Il existe différents types de travail par équipes. Si vous travaillez sur une plate-forme pétrolière sur le même quart de travail, votre corps s’ajustera après quelques mois.
Les infirmières, les pompiers, la police, les médecins, les ambulanciers, les ouvriers d’usine et le personnel de nettoyage de bureau ont du mal à constamment changer de cycle de sommeil/veille. Travailler le quart de nuit pendant quatre nuits, puis revenir à un quart de jour ne suffit pas pour que le corps s’adapte.
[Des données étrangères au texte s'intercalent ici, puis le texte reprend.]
//! Flutter-facing bindings for QuoteDay core.

pub mod api;
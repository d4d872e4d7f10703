use quoteday_core::db::{open_db, open_db_in_memory};
use quoteday_core::{
    FavoritesCollection, FavoritesStore, KvRepository, Quote, SqliteKvRepository, StoreError,
    FAVORITES_KEY,
};
use std::collections::BTreeSet;

fn set_of(names: &[&str]) -> BTreeSet<String> {
    names.iter().map(|name| name.to_string()).collect()
}

#[test]
fn add_files_quote_under_single_category() {
    let conn = open_db_in_memory().unwrap();
    let mut store = FavoritesStore::open(SqliteKvRepository::try_new(&conn).unwrap()).unwrap();
    let quote = Quote::new("Stay hungry.", "S. Jobs");

    store.add(&quote, "x").unwrap();

    assert!(store.contains(&quote));
    assert_eq!(store.categories_for(&quote), set_of(&["x"]));
}

#[test]
fn add_into_other_category_moves_and_drops_emptied_one() {
    let conn = open_db_in_memory().unwrap();
    let mut store = FavoritesStore::open(SqliteKvRepository::try_new(&conn).unwrap()).unwrap();
    let quote = Quote::new("Stay hungry.", "S. Jobs");

    store.add(&quote, "x").unwrap();
    store.add(&quote, "y").unwrap();

    assert_eq!(store.categories_for(&quote), set_of(&["y"]));
    assert_eq!(store.category_names(), vec!["y"]);
    assert_eq!(store.quotes_in("y")[0].category.as_deref(), Some("y"));
}

#[test]
fn add_matches_logical_identity_not_id() {
    let conn = open_db_in_memory().unwrap();
    let mut store = FavoritesStore::open(SqliteKvRepository::try_new(&conn).unwrap()).unwrap();

    store.add(&Quote::new("Q", "A"), "x").unwrap();
    store.add(&Quote::new("Q", "A"), "x").unwrap();

    assert_eq!(store.quotes_in("x").len(), 1);
}

#[test]
fn remove_then_contains_is_false_and_empty_category_is_dropped() {
    let conn = open_db_in_memory().unwrap();
    let mut store = FavoritesStore::open(SqliteKvRepository::try_new(&conn).unwrap()).unwrap();
    let quote = Quote::new("Q", "A");
    store.add(&quote, "x").unwrap();

    assert!(store.remove(&quote).unwrap());
    assert!(!store.contains(&quote));
    assert!(store.collection().is_empty());
    assert!(!store.remove(&quote).unwrap());
}

#[test]
fn remove_at_and_remove_category() {
    let conn = open_db_in_memory().unwrap();
    let mut store = FavoritesStore::open(SqliteKvRepository::try_new(&conn).unwrap()).unwrap();
    for text in ["a", "b", "c"] {
        store.add(&Quote::new(text, "A"), "letters").unwrap();
    }
    store.add(&Quote::new("1", "N"), "numbers").unwrap();

    assert_eq!(store.remove_at(&[0, 2], "letters").unwrap(), 2);
    let texts: Vec<&str> = store
        .quotes_in("letters")
        .iter()
        .map(|quote| quote.text.as_str())
        .collect();
    assert_eq!(texts, vec!["b"]);

    assert!(store.remove_category("numbers").unwrap());
    assert!(!store.remove_category("numbers").unwrap());
    assert_eq!(store.category_names(), vec!["letters"]);
}

#[test]
fn rename_moves_quotes_and_removes_old_key() {
    let conn = open_db_in_memory().unwrap();
    let mut store = FavoritesStore::open(SqliteKvRepository::try_new(&conn).unwrap()).unwrap();
    store.add(&Quote::new("one", "A"), "a").unwrap();
    store.add(&Quote::new("two", "A"), "a").unwrap();

    assert!(store.rename_category("a", "b").unwrap());

    assert_eq!(store.category_names(), vec!["b"]);
    let texts: Vec<&str> = store
        .quotes_in("b")
        .iter()
        .map(|quote| quote.text.as_str())
        .collect();
    assert_eq!(texts, vec!["one", "two"]);
    assert!(store
        .quotes_in("b")
        .iter()
        .all(|quote| quote.category.as_deref() == Some("b")));
}

#[test]
fn rename_onto_existing_category_merges_after_existing_quotes() {
    let conn = open_db_in_memory().unwrap();
    let mut store = FavoritesStore::open(SqliteKvRepository::try_new(&conn).unwrap()).unwrap();
    store.add(&Quote::new("from a", "A"), "a").unwrap();
    store.add(&Quote::new("from b", "B"), "b").unwrap();

    assert!(store.rename_category("a", "b").unwrap());

    assert_eq!(store.category_names(), vec!["b"]);
    let texts: Vec<&str> = store
        .quotes_in("b")
        .iter()
        .map(|quote| quote.text.as_str())
        .collect();
    assert_eq!(texts, vec!["from b", "from a"]);
}

#[test]
fn rename_no_op_cases_return_false() {
    let conn = open_db_in_memory().unwrap();
    let mut store = FavoritesStore::open(SqliteKvRepository::try_new(&conn).unwrap()).unwrap();
    store.add(&Quote::new("q", "A"), "a").unwrap();

    assert!(!store.rename_category("a", "a").unwrap());
    assert!(!store.rename_category("missing", "b").unwrap());
    assert_eq!(store.category_names(), vec!["a"]);
}

#[test]
fn blank_category_is_rejected_and_names_are_normalized() {
    let conn = open_db_in_memory().unwrap();
    let mut store = FavoritesStore::open(SqliteKvRepository::try_new(&conn).unwrap()).unwrap();
    let quote = Quote::new("q", "A");

    let err = store.add(&quote, "   ").unwrap_err();
    assert!(matches!(err, StoreError::InvalidCategory(_)));
    assert!(!store.contains(&quote));

    store.add(&quote, "  Deep   Thoughts ").unwrap();
    assert_eq!(store.category_names(), vec!["Deep Thoughts"]);
}

#[test]
fn lookup_and_removal_names_are_normalized_like_add() {
    let conn = open_db_in_memory().unwrap();
    let mut store = FavoritesStore::open(SqliteKvRepository::try_new(&conn).unwrap()).unwrap();
    store.add(&Quote::new("one", "A"), "Deep Thoughts").unwrap();
    store.add(&Quote::new("two", "A"), "Deep Thoughts").unwrap();
    store.add(&Quote::new("three", "A"), "Wisdom").unwrap();

    assert_eq!(store.quotes_in("  Deep \t Thoughts ").len(), 2);
    assert_eq!(store.remove_at(&[0], " Deep  Thoughts").unwrap(), 1);
    assert!(store.rename_category("  Deep Thoughts  ", "Musings").unwrap());
    assert!(store.remove_category(" Wisdom ").unwrap());
    assert!(!store.remove_category("   ").unwrap());
    assert!(!store.rename_category("   ", "Other").unwrap());

    assert_eq!(store.category_names(), vec!["Musings"]);
    assert_eq!(store.quotes_in("Musings")[0].text, "two");
    assert!(store.quotes_in("  ").is_empty());
}

#[test]
fn all_quotes_walks_categories_in_name_order() {
    let conn = open_db_in_memory().unwrap();
    let mut store = FavoritesStore::open(SqliteKvRepository::try_new(&conn).unwrap()).unwrap();
    store.add(&Quote::new("z1", "A"), "zeta").unwrap();
    store.add(&Quote::new("a1", "A"), "alpha").unwrap();
    store.add(&Quote::new("a2", "A"), "alpha").unwrap();

    let texts: Vec<&str> = store.all_quotes().map(|quote| quote.text.as_str()).collect();
    assert_eq!(texts, vec!["a1", "a2", "z1"]);
}

#[test]
fn every_mutation_is_persisted_and_survives_reopen() {
    let dir = tempfile::tempdir().unwrap();
    let path = dir.path().join("favorites.sqlite3");
    let quote = Quote::new("Be yourself.", "R. Emerson");

    {
        let conn = open_db(&path).unwrap();
        let mut store =
            FavoritesStore::open(SqliteKvRepository::try_new(&conn).unwrap()).unwrap();
        store.add(&quote, "Motivation").unwrap();
        store.add(&Quote::new("Other", "B"), "Motivation").unwrap();
    }

    let conn = open_db(&path).unwrap();
    let store = FavoritesStore::open(SqliteKvRepository::try_new(&conn).unwrap()).unwrap();
    let texts: Vec<&str> = store
        .quotes_in("Motivation")
        .iter()
        .map(|item| item.text.as_str())
        .collect();
    assert_eq!(texts, vec!["Be yourself.", "Other"]);
    assert!(store.contains(&quote));
}

#[test]
fn persisted_blob_round_trips_to_equal_collection() {
    let conn = open_db_in_memory().unwrap();
    let repo = SqliteKvRepository::try_new(&conn).unwrap();
    let mut store = FavoritesStore::open(&repo).unwrap();
    store.add(&Quote::new("z", "A"), "b").unwrap();
    store.add(&Quote::new("y", "A"), "b").unwrap();
    store.add(&Quote::new("x", "A"), "a").unwrap();

    let raw = repo.get_value(FAVORITES_KEY).unwrap().unwrap();
    let decoded: FavoritesCollection = serde_json::from_str(&raw).unwrap();
    assert_eq!(&decoded, store.collection());
}

#[test]
fn failed_write_leaves_memory_unchanged() {
    let conn = open_db_in_memory().unwrap();
    let mut store = FavoritesStore::open(SqliteKvRepository::try_new(&conn).unwrap()).unwrap();
    let kept = Quote::new("kept", "A");
    store.add(&kept, "x").unwrap();

    conn.execute_batch("DROP TABLE kv_entries;").unwrap();

    let err = store.add(&Quote::new("lost", "A"), "y").unwrap_err();
    assert!(matches!(err, StoreError::Repo(_)));
    assert_eq!(store.category_names(), vec!["x"]);
    assert!(store.contains(&kept));
    assert!(store.remove(&kept).is_err());
    assert!(store.contains(&kept));
}

#[test]
fn mutate_applies_and_persists_in_one_step() {
    let conn = open_db_in_memory().unwrap();
    let repo = SqliteKvRepository::try_new(&conn).unwrap();
    let mut store = FavoritesStore::open(&repo).unwrap();

    let count = store
        .mutate(|favorites| {
            favorites.add(&Quote::new("a", "A"), "x");
            favorites.add(&Quote::new("b", "A"), "x");
            favorites.quotes_in("x").len()
        })
        .unwrap();
    assert_eq!(count, 2);

    let reopened = FavoritesStore::open(&repo).unwrap();
    assert_eq!(reopened.quotes_in("x").len(), 2);
}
  1. Il se peut que cela ne soit pas sous votre contrôle, mais essayez de ne pas travailler plusieurs quarts de nuit de suite. Plus vous travaillez la nuit, plus le manque de sommeil sera important. Il vous sera plus facile de récupérer si vous limitez les quarts de nuit et que vous prenez des jours de repos par la suite.
  2. Les quarts de travail rotatifs sont souvent difficiles. Essayez de modifier votre horaire de sorte à passer d’un quart de travail de jour à un de soir puis de nuit, plutôt que l’inverse.

    Essayez d’éviter les heures de pointe. Une heure ou plus consacrée au transport chaque matin, se traduit par une perte de sommeil correspondante.

  3. Évitez les heures supplémentaires au travail, car cela réduit la quantité de sommeil dont votre corps a besoin.
  4. Éclairez votre lieu de travail, car cela permet de rester plus alerte. Si vous travaillez de nuit, exposez-vous à une lumière vive, comme celle provenant de boîtes lumineuses, de lampes et de visières spéciales conçues pour les personnes souffrant de troubles du sommeil liés aux rythmes circadiens. Le fait de commencer la journée avec une bonne luminosité peut aider l’horloge interne du corps à mieux s’adapter.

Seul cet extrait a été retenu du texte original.